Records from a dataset
.....
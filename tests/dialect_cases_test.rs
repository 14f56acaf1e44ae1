//! Integration tests for the editor dialect literal cases
//!
//! Every case is converted with both the structured converter and the
//! pattern converter; the two must agree with each other and with the
//! expected Markdown. Generated editor documents and one sample per dialect
//! entry are checked the same way.

use note_markdown_converter::dialect::{self, Construct, DIALECT};
use note_markdown_converter::dom::NodeKind;
use note_markdown_converter::{
    DomConverter, PatternConverter, html_to_markdown, markdown_to_html, parse_html,
};
use proptest::prelude::*;

/// (input HTML, expected Markdown)
const CASES: &[(&str, &str)] = &[
    (
        "<h2>Hello <strong>World</strong></h2><p>Some <em>text</em>.</p>",
        "## Hello **World**\n\nSome *text*.",
    ),
    (
        "<ul><li>A</li><li>B<ul><li>B1</li></ul></li></ul>",
        "- A\n- B\n  - B1",
    ),
    (
        r#"<ul data-type="taskList"><li data-type="taskItem" data-checked="true">Done</li></ul>"#,
        "- [x] Done",
    ),
    (
        r#"<ul data-type="taskList"><li data-type="taskItem" data-checked="true"><label><input type="checkbox" checked="checked"><span></span></label><div><p>Done</p></div></li><li data-type="taskItem" data-checked="false"><label><input type="checkbox"><span></span></label><div><p>Todo</p></div></li></ul>"#,
        "- [x] Done\n- [ ] Todo",
    ),
    (
        "<table><tr><th>A</th><th>B</th></tr><tr><td>1</td><td>2</td></tr></table>",
        "| A | B |\n| --- | --- |\n| 1 | 2 |",
    ),
    (
        r#"<pre><code class="language-js">let x=1;</code></pre>"#,
        "```js\nlet x=1;\n```",
    ),
    ("<ol><li>one</li><li>two</li></ol>", "1. one\n2. two"),
    (
        "<p><b>b</b> <i>i</i> <s>s</s> <del>d</del> <u>u</u> <mark>m</mark> <code>c</code></p>",
        "**b** *i* ~~s~~ ~~d~~ _u_ ==m== `c`",
    ),
    (
        r#"<p><a href="https://example.com">Example</a> and <img src="a.png" alt="A"></p>"#,
        "[Example](https://example.com) and ![A](a.png)",
    ),
    (
        r##"<p>See <a data-note-link="" data-note-id="Roadmap" href="#note:Roadmap" class="note-link">Roadmap</a></p>"##,
        "See [[Roadmap]]",
    ),
    ("<blockquote><p>quoted</p></blockquote>", "> quoted"),
    ("<p>a</p><hr><p>b</p>", "a\n\n---\n\nb"),
    ("<p>line<br>break</p>", "line\nbreak"),
    (
        r#"<figure><img src="p.png"><figcaption>Cap</figcaption></figure>"#,
        "![Cap](p.png)",
    ),
    (
        r#"<div data-youtube-video=""><iframe src="https://www.youtube.com/embed/dQw4w9WgXcQ?rel=0"></iframe></div>"#,
        "[YouTube Video](https://youtube.com/watch?v=dQw4w9WgXcQ)",
    ),
    ("<ul><ul><li>x</li></ul></ul>", "- x"),
    (
        "<p>p</p><ul><ul><li>x</li></ul><li>y</li></ul>",
        "p\n\n  - x\n- y",
    ),
    (
        "<ol><li>a</li><li>b<ol><li>c</li></ol></li></ol>",
        "1. a\n2. b\n   1. c",
    ),
    (
        "<ol><li>a</li><ul><li>n</li></ul><li>b</li></ol>",
        "1. a\n   - n\n3. b",
    ),
    ("<ol><p>lead</p><li>a</li></ol>", "lead\n2. a"),
    (
        r#"<ol><li data-type="taskItem" data-checked="true">a</li><li>b</li></ol>"#,
        "- [x] a\n2. b",
    ),
    (
        "<table><tr><th>h</th></tr><tr><td><table><tr><td>in</td></tr></table></td></tr></table>",
        "| h |\n| --- |\n| in |",
    ),
    ("<p><b><b>x</b></b></p>", "****x****"),
    ("<p>a\u{E000}0\u{E001}b</p>", "a0b"),
];

#[test]
fn test_structured_converter_cases() {
    let converter = DomConverter::new();
    for (html, expected) in CASES {
        let markdown = converter.convert(html).expect("conversion should succeed");
        assert_eq!(&markdown, expected, "input: {html}");
    }
}

#[test]
fn test_pattern_converter_cases() {
    let converter = PatternConverter::default();
    for (html, expected) in CASES {
        assert_eq!(&converter.convert(html), expected, "input: {html}");
    }
}

#[test]
fn test_converters_agree() {
    let structured = DomConverter::new();
    let pattern = PatternConverter::default();
    for (html, _) in CASES {
        assert_eq!(
            structured.convert(html).expect("conversion should succeed"),
            pattern.convert(html),
            "converters disagree on: {html}"
        );
    }
}

#[test]
fn test_public_entry_point_matches_structured_converter() {
    let converter = DomConverter::new();
    for (html, _) in CASES {
        assert_eq!(
            html_to_markdown(html),
            converter.convert(html).expect("conversion should succeed")
        );
    }
}

#[test]
fn test_whole_page_with_chrome() {
    let html = r#"<!DOCTYPE html>
<html>
<head><title>Ignored</title><style>p { color: red; }</style></head>
<body>
  <h1>Title</h1>
  <script>track();</script>
  <p>Body   text
     spread over lines.</p>
  <noscript>enable js</noscript>
</body>
</html>"#;
    let expected = "# Title\n\nBody text spread over lines.";
    assert_eq!(html_to_markdown(html), expected);
    assert_eq!(PatternConverter::default().convert(html), expected);
}

/// One editor-HTML sample per dialect construct
fn sample(construct: Construct) -> &'static str {
    match construct {
        Construct::Heading => "<h2>Title</h2>",
        Construct::Bold => "<p><strong>x</strong></p>",
        Construct::Italic => "<p><em>x</em></p>",
        Construct::Strike => "<p><s>x</s></p>",
        Construct::Underline => "<p><u>x</u></p>",
        Construct::InlineCode => "<p><code>x</code></p>",
        Construct::Highlight => "<p><mark>x</mark></p>",
        Construct::Paragraph => "<p>x</p>",
        Construct::LineBreak => "<p>a<br>b</p>",
        Construct::Rule => "<p>a</p><hr><p>b</p>",
        Construct::Link => r#"<p><a href="https://e.example">e</a></p>"#,
        Construct::Image => r#"<p><img src="a.png" alt="A"></p>"#,
        Construct::List => "<ul><li>a</li></ul>",
        Construct::TaskItem => {
            r#"<ul data-type="taskList"><li data-type="taskItem" data-checked="true">a</li></ul>"#
        }
        Construct::Blockquote => "<blockquote><p>q</p></blockquote>",
        Construct::CodeBlock => r#"<pre><code class="language-js">x</code></pre>"#,
        Construct::Table => "<table><tr><th>A</th></tr><tr><td>1</td></tr></table>",
        Construct::WikiLink => {
            r##"<p><a data-note-link="" data-note-id="N" href="#note:N">N</a></p>"##
        }
        Construct::VideoEmbed => {
            r#"<div data-youtube-video=""><iframe src="https://www.youtube.com/embed/abc123"></iframe></div>"#
        }
        Construct::Figure => r#"<figure><img src="p.png"><figcaption>Cap</figcaption></figure>"#,
    }
}

/// Constructs of every element in an HTML string
fn classified(html: &str) -> Vec<Construct> {
    let doc = parse_html(html).expect("Parse failed");
    doc.descendants(doc.body())
        .filter_map(|id| match doc.kind(id) {
            NodeKind::Element(element) => dialect::classify(&element.name, |name| element.attr(name)),
            _ => None,
        })
        .collect()
}

#[test]
fn test_every_dialect_entry_converts_and_reparses() {
    let structured = DomConverter::new();
    let pattern = PatternConverter::default();

    for entry in DIALECT {
        let html = sample(entry.construct);
        assert!(classified(html).contains(&entry.construct), "sample: {html}");

        let markdown = structured.convert(html).expect("conversion should succeed");
        assert!(!markdown.is_empty(), "sample: {html}");
        assert_eq!(markdown, pattern.convert(html), "converters disagree on: {html}");

        // Underline re-parses as emphasis and a figure as a bare image
        let expected = match entry.construct {
            Construct::Underline => Construct::Italic,
            Construct::Figure => Construct::Image,
            construct => construct,
        };
        let back = markdown_to_html(&markdown);
        assert!(
            classified(&back).contains(&expected),
            "{:?} lost: {markdown:?} -> {back}",
            entry.construct
        );
    }
}

fn word() -> impl Strategy<Value = String> {
    "[a-z]{1,8}"
}

fn inline_atom() -> impl Strategy<Value = String> {
    prop_oneof![
        word(),
        word().prop_map(|w| format!("<strong>{w}</strong>")),
        word().prop_map(|w| format!("<em>{w}</em>")),
        word().prop_map(|w| format!("<strong><em>{w}</em></strong>")),
        word().prop_map(|w| format!("<code>{w}</code>")),
        (word(), word()).prop_map(|(host, w)| format!(r#"<a href="https://{host}.example">{w}</a>"#)),
    ]
}

fn inline_run() -> impl Strategy<Value = String> {
    prop::collection::vec(inline_atom(), 1..4).prop_map(|atoms| atoms.join(" "))
}

/// Bullet, ordered or task list; items may hold a nested list
fn list(depth: u32) -> BoxedStrategy<String> {
    let item = if depth == 0 {
        inline_run().prop_map(|text| (text, None::<String>)).boxed()
    } else {
        (inline_run(), prop::option::of(list(depth - 1))).boxed()
    };

    (0..3u8, prop::collection::vec((item, any::<bool>()), 1..4))
        .prop_map(|(kind, items)| {
            let (open, close) = match kind {
                0 => ("<ul>", "</ul>"),
                1 => ("<ol>", "</ol>"),
                _ => (r#"<ul data-type="taskList">"#, "</ul>"),
            };
            let body: String = items
                .iter()
                .map(|((text, nested), checked)| {
                    let li = if kind == 2 {
                        format!(r#"<li data-type="taskItem" data-checked="{checked}">"#)
                    } else {
                        "<li>".to_string()
                    };
                    format!("{li}{text}{}</li>", nested.as_deref().unwrap_or(""))
                })
                .collect();
            format!("{open}{body}{close}")
        })
        .boxed()
}

fn table() -> impl Strategy<Value = String> {
    (1..4usize, any::<bool>()).prop_flat_map(|(columns, header)| {
        prop::collection::vec(prop::collection::vec(inline_run(), columns), 1..4).prop_map(
            move |rows| {
                let rows: String = rows
                    .iter()
                    .enumerate()
                    .map(|(i, cells)| {
                        let tag = if i == 0 && header { "th" } else { "td" };
                        let cells: String =
                            cells.iter().map(|c| format!("<{tag}>{c}</{tag}>")).collect();
                        format!("<tr>{cells}</tr>")
                    })
                    .collect();
                format!("<table>{rows}</table>")
            },
        )
    })
}

fn editor_block() -> impl Strategy<Value = String> {
    prop_oneof![
        inline_run().prop_map(|text| format!("<p>{text}</p>")),
        (1..=6u8, inline_run()).prop_map(|(level, text)| format!("<h{level}>{text}</h{level}>")),
        inline_run().prop_map(|text| format!("<blockquote><p>{text}</p></blockquote>")),
        "[a-z]{1,8}( [a-z]{1,8}){0,3}"
            .prop_map(|code| format!(r#"<pre><code class="language-rust">{code}</code></pre>"#)),
        list(2),
        table(),
    ]
}

proptest! {
    #[test]
    fn prop_converters_agree_on_editor_documents(
        blocks in prop::collection::vec(editor_block(), 1..5),
    ) {
        let html = blocks.concat();
        let structured = DomConverter::new().convert(&html).expect("conversion should succeed");
        prop_assert_eq!(structured, PatternConverter::default().convert(&html), "html: {}", html);
    }
}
.....
[Work request]
If a line in the records contains the string "https", copy it out.

[Output of the task]
        r#"<p><a href="https://example.com">Example</a> and <img src="a.png" alt="A"></p>"#,
        "[Example](https://example.com) and ![A](a.png)",
        r#"<div data-youtube-video=""><iframe src="https://www.youtube.com/embed/dQw4w9WgXcQ?rel=0"></iframe></div>"#,
        "[YouTube Video](https://youtube.com/watch?v=dQw4w9WgXcQ)",
        Construct::Link => r#"<p><a href="https://e.example">e</a></p>"#,
            r#"<div data-youtube-video=""><iframe src="https://www.youtube.com/embed/abc123"></iframe></div>"#
        (word(), word()).prop_map(|(host, w)| format!(r#"<a href="https://{host}.example">{w}</a>"#)),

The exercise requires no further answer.